Venerdì sera nella proposta di Promoboxe Italia al Palahockey di Reggio Emilia difenderà il suo primato dall’assalto dell’esperto piemontese Alfredo Di Bartolo. Mattia nel 2021 è stato protagonista del match dell’anno per Boxeringweb nel fulgido duello contro Luca Rigoldi e anche in questo 2013 è in corsa per ottenere nuovamente quel riconoscimento dopo la spumeggiante sfida con Mattia Occhinero a Monza.
Più giovane di 15 anni del suo sfidante gode chiaramente dei favori del pronostico ma non si è allenato certo con meno ferocia:
- Sono del parere che un titolo come quello italiano non ti appartiene mai per lungo tempo. Devi sempre rivincerlo, devi sempre lottare ogni volta per indossare ancora la cintura. Reggio Emilia e per me la Las Vegas di venerdì. Voglio salire sul ring nella mia miglior forma perché so che avrò di fronte un avversario che farà di tutto per portarmia via la cintura.-
Di Bartolo è più anziano, e non ha mai combattuto per il titolo, ma non ha mai perso prima del limite. Come pensi di affrontarlo ? Quali sono i tuoi piani per il futuro ?

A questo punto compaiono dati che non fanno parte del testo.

use chrono::{DateTime, Utc};
use rusqlite::types::{FromSql, FromSqlError, FromSqlResult, ToSql, ToSqlOutput, ValueRef};
use serde::{Deserialize, Serialize};
use std::fmt;
use std::path::PathBuf;
use std::str::FromStr;

use crate::model::ids::{DocumentId, TuneId, UserId};
use crate::model::UnknownVariant;
use crate::validate::{Validate, Validator};

/// Permitted document formats.
#[derive(Debug, Clone, Copy, PartialEq, Eq, Hash, Serialize, Deserialize)]
#[serde(rename_all = "lowercase")]
pub enum FileType {
    Pdf,
}

impl FileType {
    pub const ALL: [Self; 1] = [Self::Pdf];

    #[must_use]
    pub const fn as_str(self) -> &'static str {
        match self {
            Self::Pdf => "pdf",
        }
    }
}

impl fmt::Display for FileType {
    fn fmt(&self, f: &mut fmt::Formatter<'_>) -> fmt::Result {
        f.write_str(self.as_str())
    }
}

impl FromStr for FileType {
    type Err = UnknownVariant;

    fn from_str(s: &str) -> Result<Self, Self::Err> {
        Self::ALL
            .into_iter()
            .find(|t| t.as_str() == s)
            .ok_or_else(|| UnknownVariant::new("file type", s))
    }
}

impl ToSql for FileType {
    fn to_sql(&self) -> rusqlite::Result<ToSqlOutput<'_>> {
        Ok(ToSqlOutput::from(self.as_str()))
    }
}

impl FromSql for FileType {
    fn column_result(value: ValueRef<'_>) -> FromSqlResult<Self> {
        value
            .as_str()?
            .parse()
            .map_err(|e| FromSqlError::Other(Box::new(e)))
    }
}

/// A binary artifact (e.g. a score) attached to a tune.
///
/// A row exists if and only if the bytes at `file_path` are fully present.
/// The path is storage detail and never serialized to callers.
#[derive(Debug, Clone, PartialEq, Eq, Serialize)]
pub struct Document {
    pub id: DocumentId,
    pub tune_id: TuneId,

    /// The uploading user.
    pub owner_id: UserId,

    pub created_at: DateTime<Utc>,

    #[serde(skip_serializing)]
    pub file_path: PathBuf,

    pub file_type: FileType,
    pub title: String,
}

impl Document {
    #[must_use]
    pub fn new(
        tune_id: TuneId,
        owner_id: UserId,
        file_path: PathBuf,
        file_type: FileType,
        title: impl Into<String>,
    ) -> Self {
        Self {
            id: DocumentId::new(0),
            tune_id,
            owner_id,
            created_at: Utc::now(),
            file_path,
            file_type,
            title: title.into(),
        }
    }
}

impl Validate for Document {
    fn validate(&self, v: &mut Validator) {
        v.check(self.tune_id.is_valid(), "tune_id", "must be a positive integer");
        v.check(!self.title.is_empty(), "title", "must be provided");
        v.check(self.title.len() <= 500, "title", "must not be more than 500 bytes long");
    }
}

#[cfg(test)]
mod tests {
    use super::*;

    #[test]
    fn test_file_path_is_never_serialized() {
        let doc = Document::new(
            TuneId::new(1),
            UserId::new(2),
            PathBuf::from("/srv/documents/abc"),
            FileType::Pdf,
            "Lead sheet",
        );
        let json = serde_json::to_value(&doc).unwrap();
        assert!(json.get("file_path").is_none());
        assert_eq!(json["file_type"], "pdf");
        assert_eq!(json["title"], "Lead sheet");
    }

    #[test]
    fn test_file_type_parsing() {
        assert_eq!("pdf".parse::<FileType>().unwrap(), FileType::Pdf);
        assert!("docx".parse::<FileType>().is_err());
    }
}
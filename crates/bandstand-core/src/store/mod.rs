//! Repositories and the version-stamped compare-and-swap primitive.
//!
//! Bands and tunes carry a `version` column. An update only applies when
//! the stored version still equals the version the caller read, and it
//! advances the version by exactly one in the same statement. When no row
//! matches the caller gets [`Error::EditConflict`] and must re-read; the
//! store itself never retries.

pub(crate) mod bands;
mod documents;
mod tunes;
pub(crate) mod users;

pub use bands::BandStore;
pub use documents::DocumentStore;
pub use tunes::TuneStore;
pub use users::UserStore;

use chrono::{DateTime, Utc};
use rusqlite::types::{ToSql, Type};
use rusqlite::{Connection, OptionalExtension};

use crate::error::{Error, Result};
use crate::validate::Validate;

/// A record guarded by an optimistic-concurrency version stamp.
pub trait Versioned {
    /// Entity name used in errors and logs.
    const ENTITY: &'static str;

    fn id(&self) -> i64;
    fn version(&self) -> i32;
    fn set_version(&mut self, version: i32);
}

/// Fetch and compare-and-swap update for a versioned record type.
pub trait VersionedStore<T: Versioned> {
    type Id: Copy;

    /// `NotFound` for ids below 1 or absent rows; never a default value.
    fn get(&self, id: Self::Id) -> Result<T>;

    /// Persist `record` if its `version` is still current, then store the
    /// new version back into it.
    fn update(&self, record: &mut T) -> Result<()>;
}

/// What to do when a read-modify-write cycle loses a version race.
#[derive(Debug, Clone, Copy, Default, PartialEq, Eq)]
pub enum Retry {
    /// Surface the conflict to the caller.
    #[default]
    Never,
    /// Re-run the whole cycle at most this many more times.
    UpTo(u32),
}

impl Retry {
    fn allows(self, retries_so_far: u32) -> bool {
        match self {
            Self::Never => false,
            Self::UpTo(max) => retries_so_far < max,
        }
    }
}

/// Fetch a record, merge the caller's changes, re-validate, and CAS-update.
///
/// `merge` runs against the freshly fetched record on every attempt, so a
/// retry re-applies the caller's intent to the newer state rather than
/// overwriting it. It may also reject the change by returning an error.
pub fn read_modify_write<T, S, F>(store: &S, id: S::Id, retry: Retry, mut merge: F) -> Result<T>
where
    T: Versioned + Validate,
    S: VersionedStore<T>,
    F: FnMut(&mut T) -> Result<()>,
{
    let mut retries = 0;
    loop {
        let mut record = store.get(id)?;
        merge(&mut record)?;
        record.ensure_valid()?;

        match store.update(&mut record) {
            Ok(()) => return Ok(record),
            Err(e) if e.is_edit_conflict() && retry.allows(retries) => {
                retries += 1;
                log::debug!(
                    "Retrying {} {} after edit conflict (attempt {})",
                    T::ENTITY,
                    record.id(),
                    retries + 1
                );
            }
            Err(e) => return Err(e),
        }
    }
}

/// Run `UPDATE {table} SET {assignments}, version = version + 1
/// WHERE id = ? AND version = ?` and write the new version into `record`.
///
/// `table` and the column names are compile-time constants of the calling
/// repository; only values are bound.
pub(crate) fn compare_and_swap<T: Versioned>(
    conn: &Connection,
    table: &'static str,
    assignments: &[(&'static str, &dyn ToSql)],
    record: &mut T,
) -> Result<()> {
    let mut set_clause = String::new();
    for (i, (column, _)) in assignments.iter().enumerate() {
        set_clause.push_str(column);
        set_clause.push_str(" = ?");
        set_clause.push_str(&(i + 1).to_string());
        set_clause.push_str(", ");
    }
    let n = assignments.len();
    let sql = format!(
        "UPDATE {table} SET {set_clause}version = version + 1 \
         WHERE id = ?{} AND version = ?{} RETURNING version",
        n + 1,
        n + 2
    );

    let id = record.id();
    let expected = record.version();
    let mut params: Vec<&dyn ToSql> = assignments.iter().map(|(_, value)| *value).collect();
    params.push(&id);
    params.push(&expected);

    let new_version: Option<i32> = conn
        .query_row(&sql, params.as_slice(), |row| row.get(0))
        .optional()?;

    match new_version {
        Some(version) => {
            record.set_version(version);
            Ok(())
        }
        None => {
            log::warn!(
                "Edit conflict on {} {} (expected version {})",
                T::ENTITY,
                id,
                expected
            );
            Err(Error::EditConflict {
                entity: T::ENTITY,
                id,
            })
        }
    }
}

pub(crate) fn parse_timestamp(idx: usize, raw: &str) -> rusqlite::Result<DateTime<Utc>> {
    DateTime::parse_from_rfc3339(raw)
        .map(Into::into)
        .map_err(|e| rusqlite::Error::FromSqlConversionFailure(idx, Type::Text, Box::new(e)))
}
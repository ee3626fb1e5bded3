use anyhow::Result;
use bandstand_core::model::{BandId, BandPatch, UserId};

use super::{retry_policy, Context};
use crate::output::print_json;

#[derive(Debug, clap::Subcommand)]
pub enum BandAction {
    /// Create a band owned by the acting user
    Create { name: String },
    /// Show a band you belong to
    Show { id: i64 },
    /// Rename a band
    Rename {
        id: i64,
        name: String,

        /// Re-apply the rename this many times if someone else saved first
        #[arg(long, default_value_t = 0)]
        retry: u32,
    },
    /// Delete a band and everything in it (owner only)
    Delete { id: i64 },
    /// List a band's members
    Members { id: i64 },
    /// List the bands the acting user belongs to
    Mine,
    /// Add a user to a band
    Join { band: i64, user: i64 },
    /// Remove a user from a band (the user themself or the owner)
    Leave { band: i64, user: i64 },
}

pub fn run(ctx: &Context, action: BandAction) -> Result<()> {
    let db = ctx.db()?;
    let caller = ctx.caller()?;
    let members = db.memberships();
    let catalog = db.catalog();

    match action {
        BandAction::Create { name } => print_json(&members.create_band(&name, caller)?),
        BandAction::Show { id } => print_json(&catalog.get_band(BandId::new(id), caller)?),
        BandAction::Rename { id, name, retry } => {
            let patch = BandPatch { name: Some(name) };
            let band = catalog.update_band(BandId::new(id), &patch, caller, retry_policy(retry))?;
            print_json(&band)
        }
        BandAction::Delete { id } => {
            catalog.delete_band(BandId::new(id), caller)?;
            print_json(&serde_json::json!({ "deleted": id }))
        }
        BandAction::Members { id } => {
            let band = catalog.get_band(BandId::new(id), caller)?;
            print_json(&members.list_members_for_band(band.id)?)
        }
        BandAction::Mine => print_json(&members.list_bands_for_user(caller)?),
        BandAction::Join { band, user } => {
            let band = catalog.get_band(BandId::new(band), caller)?;
            print_json(&members.add_member(band.id, UserId::new(user))?)
        }
        BandAction::Leave { band, user } => {
            members.remove_member(BandId::new(band), UserId::new(user), caller)?;
            print_json(&serde_json::json!({ "band_id": band, "user_id": user, "removed": true }))
        }
    }
}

-Innanzitutto io non sottovaluto mai nessuno. Di Bartolo mi attaccherà e darà tutto quello che ha perché anche per lui è una grande occasione. Io mi sono preparato al massimo sotto la direzione del mio maestro Michael Galli . Con lui all’angolo mi sento tranquillo al massimo. Lui è il faro che illumina la mia strada. Lui mi consiglia ed io eseguo.
Ho sempre grandi progetti per il futuro ma che coincidono esattamente con il mio prossimo match. Oggi esiste solo il 23 dicembre per me, davanti al pubblico di Reggio Emilia.
Costruisco il mio domani un passo alla volta. L’esperienza mi ha aiutato a fare le mie scelte. Ho imparato moltissimo dalla sconfitta con Luca Rigoldi. Quella sera mi sono reso conto di non aver dato tutto, ma quella realtà mi ha poi spinto a migliorare la mia disciplina interiore. Contro Occhinero invece mi sono spinto al limite, ho sfruttato al massimo le mie potenzialità e ho guadagnato la vittoria. Queste sensazioni sono impagabili e spero di averle anche al Palahockey .-
Non per niente lo chiamano "Lo spartano"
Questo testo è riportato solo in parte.